– Что все это значит, Обрадович? – спросил Павел. Его и без того мрачное лицо еще больше нахмурилось.
– Мы искали ваше величество.
– Вы нашли меня.
– Мы предполагали, что ваше величество в Дворках. Мы нашли перерезанный телефонный провод и исправили линию. Пробуя ее, мы вскоре получили сообщение из замка от американского представителя, что ваше величество отбыли в Квильф. Мы отправились туда по другой дороге, но не застали ваше величество на охотничьей даче. Тогда мы…
– Я не требую у вас отчета, генерал. – Король топнул ногой. – Я спрашиваю вас, зачем вы меня искали?
Браня себя за невнимание, Билли теперь подошел к Загосу и убедился, что лейтенант только сильно контужен и, несомненно, скоро оправится. Но ответ Обрадовича сразу заставил Копперсвейта вновь забыть о Загосе.
– Вследствие выпущенной Тонжеровым прокламации народ восстал и требует республики.
Король вскинул голову, ноздри его толстого носа раздулись:
– Что такое?!
Даже гвардейцы теперь отпустили принцессу. Она взглянула на Павла. Он сказал ей раньше, что в стране восстание, а теперь почему-то он сам был изумлен вторичным известием об этом!

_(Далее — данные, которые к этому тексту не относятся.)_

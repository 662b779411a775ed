//! Wrapper for predicates that can only be evaluated over the whole dataset.

use data_loader::ItemId;
use std::ops::Range;
use std::sync::Arc;

use crate::config::SearchConfig;
use crate::traits::{EvalContext, Predicate};
use crate::types::{Heaviness, Importance, MembershipBitmap};

/// Delegates everything to the inner predicate but refuses chunked
/// evaluation, so the cache evaluates it in one synchronous step.
pub struct WholeDataset {
    inner: Arc<dyn Predicate>,
}

impl WholeDataset {
    pub fn new(inner: Arc<dyn Predicate>) -> Self {
        Self { inner }
    }
}

impl Predicate for WholeDataset {
    fn id(&self) -> &str {
        self.inner.id()
    }

    fn heaviness(&self) -> Heaviness {
        self.inner.heaviness()
    }

    fn importance(&self, config: &SearchConfig) -> Importance {
        self.inner.importance(config)
    }

    fn matches(&self, ctx: &EvalContext<'_>, item: ItemId) -> bool {
        self.inner.matches(ctx, item)
    }

    fn membership(&self, ctx: &EvalContext<'_>, item: ItemId) -> f32 {
        self.inner.membership(ctx, item)
    }

    fn fingerprint(&self, config: &SearchConfig) -> u64 {
        self.inner.fingerprint(config)
    }

    fn is_chunkable(&self) -> bool {
        false
    }

    fn evaluate_window(&self, ctx: &EvalContext<'_>, window: Range<ItemId>, out: &mut MembershipBitmap) {
        self.inner.evaluate_window(ctx, window, out)
    }

    fn evaluate(&self, ctx: &EvalContext<'_>) -> MembershipBitmap {
        self.inner.evaluate(ctx)
    }
}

Она не могла угадать, что его пустая выдумка так скоро превратилась в суровую действительность.
Громким и четким голосом солдата Обрадович, теперь уже вполне овладевший собой, продолжал:
– Ваше величество, армия заодно с народом, и я предоставил свою шпагу в распоряжение народа. Я гарантирую вашему величеству безопасность. Угодно вашему величеству сдаться?
Слова Цезаря: «И ты, Брут!» – были полны горечи и покорности судьбе; но покорность судьбе была не в характере Павла Миклоша, – а тут еще, словно в знак крушения всей его жизни, его так недавно еще преданные гвардейцы уже сдавали кавалеристам свое оружие! Его лицо стало пепельно-серым. Несомненно сознавая, чем грозит ему его поступок, он все же поднял пистолет и выстрелил. Пуля, минуту назад предназначавшаяся для Билли, сразила Обрадовича.
Все было кончено в мгновение ока. Павел III – еще на миг более чем «фактический» король – опустил пистолет, скрестил руки и повернулся лицом к ближайшим революционным солдатам. И тотчас, прежде чем офицеры успели вмешаться, их группа вскинула ружья и положила узурпатора рядом с бывшим главой его армии.
Принцесса подбежала к своему кузену, Билли последовал за ней. Он положил голову умирающего к себе на руку.
– Я не мог ответить иначе, – сказал Павел. – Пусть это послужит на благо тебе одной, Ариадна, но
измена должна быть наказана во что бы то ни стало.
Любил ли он ее? Любил ли он кого-нибудь? Этого никто никогда не узнает. С лица мертвого исчезла его постоянная усмешка, и оно было исполнено выражения глубокой умиротворенности.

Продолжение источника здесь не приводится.